Is GDPR driving you up the wall?

Is GDPR driving you up the wall?


norman lebrecht

May 22, 2018

Try some of this:

A special GDPR message from the Young Artists of the National Opera Studio from National Opera Studio on Vimeo.


Feel better?

Me neither.

Has there ever been a more hopeless waste of public time?


  • V.Lind says:

    It all seems very silly, as the option to unsubscribe to any email series, whether you joined voluntarily or somehow got subscribed by linking to one of a site’s postings, is available at any time and usually works.

  • Alastair Scott says:

    This afternoon I received an email from Spotify stating that, as of the middle of next month, I would be able to download the data it holds on me (and, presumably, ask it to delete it, or even my whole account, if I don’t like it). That could be very interesting; I have been a subscriber for 6 years and, until now, the information Spotify has deigned to make available via its Accounts page has been next to non-existent.

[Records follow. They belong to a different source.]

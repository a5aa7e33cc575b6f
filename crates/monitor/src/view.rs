//! Proportional slices of a flat sink.
//!
//! Every job reports through a [`SinkView`]: a share of the sink's declared
//! total (its capacity, in sink units) divided into a job-chosen number of
//! scale units. Reporting scale units converts them to sink units; carving a
//! child hands part of the capacity to a nested view. Fractional sink units
//! are carried by [`SinkTicks`] until they add up to whole units.

use crate::sink::ProgressSink;

/// Sink-unit bookkeeping shared by every view of one task.
#[derive(Debug, Clone, Default)]
pub(crate) struct SinkTicks {
	total: u64,
	reported: u64,
	carry: f64,
}

impl SinkTicks {
	pub(crate) fn new(total: u64) -> Self {
		Self {
			total,
			reported: 0,
			carry: 0.0,
		}
	}

	/// Units declared by `begin_task` and not reported yet.
	pub(crate) fn remaining(&self) -> u64 {
		self.total - self.reported
	}

	/// Adds `amount` sink units and forwards the whole part.
	pub(crate) fn report<S: ProgressSink + ?Sized>(&mut self, sink: &S, amount: f64) {
		if amount <= 0.0 {
			return;
		}
		self.carry += amount;
		let whole = self.carry.floor();
		if whole < 1.0 {
			return;
		}
		self.carry -= whole;
		let units = (whole as u64).min(self.remaining());
		if units > 0 {
			self.reported += units;
			sink.worked(units);
		}
	}

	/// Reports whatever is left of the total, absorbing rounding drift.
	pub(crate) fn finish<S: ProgressSink + ?Sized>(&mut self, sink: &S) {
		let rest = self.remaining();
		self.carry = 0.0;
		if rest > 0 {
			self.reported = self.total;
			sink.worked(rest);
		}
	}
}

/// A job's slice of the sink.
#[derive(Debug, Clone, PartialEq)]
pub(crate) struct SinkView {
	/// Sink units this view may report.
	capacity: f64,
	/// Sink units already reported or handed to children.
	consumed: f64,
	/// Scale units the capacity is currently divided into.
	scale: u64,
	/// Scale units already accounted for.
	used: u64,
}

impl SinkView {
	/// View covering a whole task of `total` sink units, one scale unit each.
	pub(crate) fn root(total: u64) -> Self {
		Self {
			capacity: total as f64,
			consumed: 0.0,
			scale: total,
			used: 0,
		}
	}

	/// Scale units not accounted for yet.
	pub(crate) fn available(&self) -> u64 {
		self.scale - self.used
	}

	/// Accounts `units` scale units and returns the sink units they are worth.
	pub(crate) fn advance(&mut self, units: u64) -> f64 {
		if self.scale == 0 || units == 0 {
			return 0.0;
		}
		self.used = self.used.saturating_add(units).min(self.scale);
		let position = self.capacity * self.used as f64 / self.scale as f64;
		let delta = position - self.consumed;
		self.consumed = position;
		delta.max(0.0)
	}

	/// Hands `share` scale units to a nested view.
	///
	/// The share counts as accounted for here right away; the child reports
	/// the matching sink units itself. The child has no scale until
	/// [`rescale`](Self::rescale) is called.
	pub(crate) fn carve(&mut self, share: u64) -> Self {
		let capacity = self.advance(share);
		Self {
			capacity,
			consumed: 0.0,
			scale: 0,
			used: 0,
		}
	}

	/// Spreads the sink units not consumed yet over `units` fresh scale units.
	pub(crate) fn rescale(&mut self, units: u64) {
		self.capacity = (self.capacity - self.consumed).max(0.0);
		self.consumed = 0.0;
		self.scale = units;
		self.used = 0;
	}

	/// Closes the view and returns the sink units it never reported.
	pub(crate) fn finish(&mut self) -> f64 {
		let rest = (self.capacity - self.consumed).max(0.0);
		self.consumed = self.capacity;
		self.used = self.scale;
		rest
	}
}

    Similarly, it will finally be possible to delete Apple accounts – something the company has stoutly resisted for about 10 years until it was forced to capitulate. So my two old accounts will finally be gone in a few days’ time.

    The GDPR may be a pain (although I am a bit surprised at the events regarding the mailing list here as other mailing lists I subscribe to have not said a word) but it is having a real go at fixing some major problems with subscriber data and accounts which, until now, have effectively been permanent playthings of their parent companies.

  • Don Fatale says:

    I sense that many worthy charities, especially local and voluntary ones will be forced by the EU to decimate their mailing lists, which will have a devastating effect on their fundraising, engagement and events promotion.

    Meanwhile, organisations that I pay monthly or annual fees to are obliged to ask whether I want to receive their correspondence before they remove me from their lists. Of course I want them to communicate with me!

    Another well-intentioned but ill-conceived piece of EU legislation.

    • Kris Symonds says:

      They won’t – legitimate interest would apply. So many people asking for reconsent when they just need to do a legitimate interests test first as most charities and organisations will fall under legitimate interests

      • Anthony says:

        Except that legitimate interest does not apply to emails, according to the ICO. I really hope you are not the data protection officer for any organisation.

      • Step Parikian says:

        That is true. But “legitimate interests” is vague – and I have heard a variety of interpretations.

  • Peter Smith says:

    I think the problem is that the change in the law has not been properly explained, so many organisations are taking the “better safe than sorry” approach, hence the barrage of emails. This article explains:

  • Jackyt says:

    Well, I thought that was great, especially after all the pages of tedium from other companies about GDPR.

  • Cosmic Serpent says:

    As with all bureuacratic monstrosity laws, the effect is likely to be quite different from what the name suggests. If you think you have deleted your Apple account or will receive a complete history of your data use by Twatter or Farcebook, think again. Where is the proof? Will you hire an attorney to get it? Will it stop Microshaft from spying on every keystroke you make on your PC?

    The true effect is to provide large corporations who can afford whole departments devoted to “data protection compliance” and the most expensive attorneys for legal battles with a huge competitive advantage compared to small businesses and individual entrepreneurs who will now have to spend proportionally even more time on fulfilling regulations than they do even now. If a small business gets sued by a big competitor for some minute technical ommission in the GDPR on their website, it could mean ruin, they could get pushed to the wall.

    • Alastair Scott says:

      Clearly, it is impossible to prove. Even on a smaller scale it is difficult, bordering on impossible, to entirely prevent a computer writing logs, even if the corresponding data are explicitly deleted – recording what it does in an abbreviated form is intrinsic to almost every operating system.

      But the GDPR is a lot better than what was there before.

      (The Spotify data showed up and, among others, listed my last 3 months of tracks listened to … in plain text, which has great potential for analysis. Given the size of that file, I imagine that the rest of the history was deleted because keeping everything would be too onerous).

    • Saxon Broken says:

      Er…sorry but I disagree. The large organisations you describe would likely get caught if they did that, and the EU punishment would be horrendous for them. And data protection isn’t something trivial, it is fundamental to our freedoms. I am sorry that Norman finds it a pain, but I am glad that the EU is protecting me.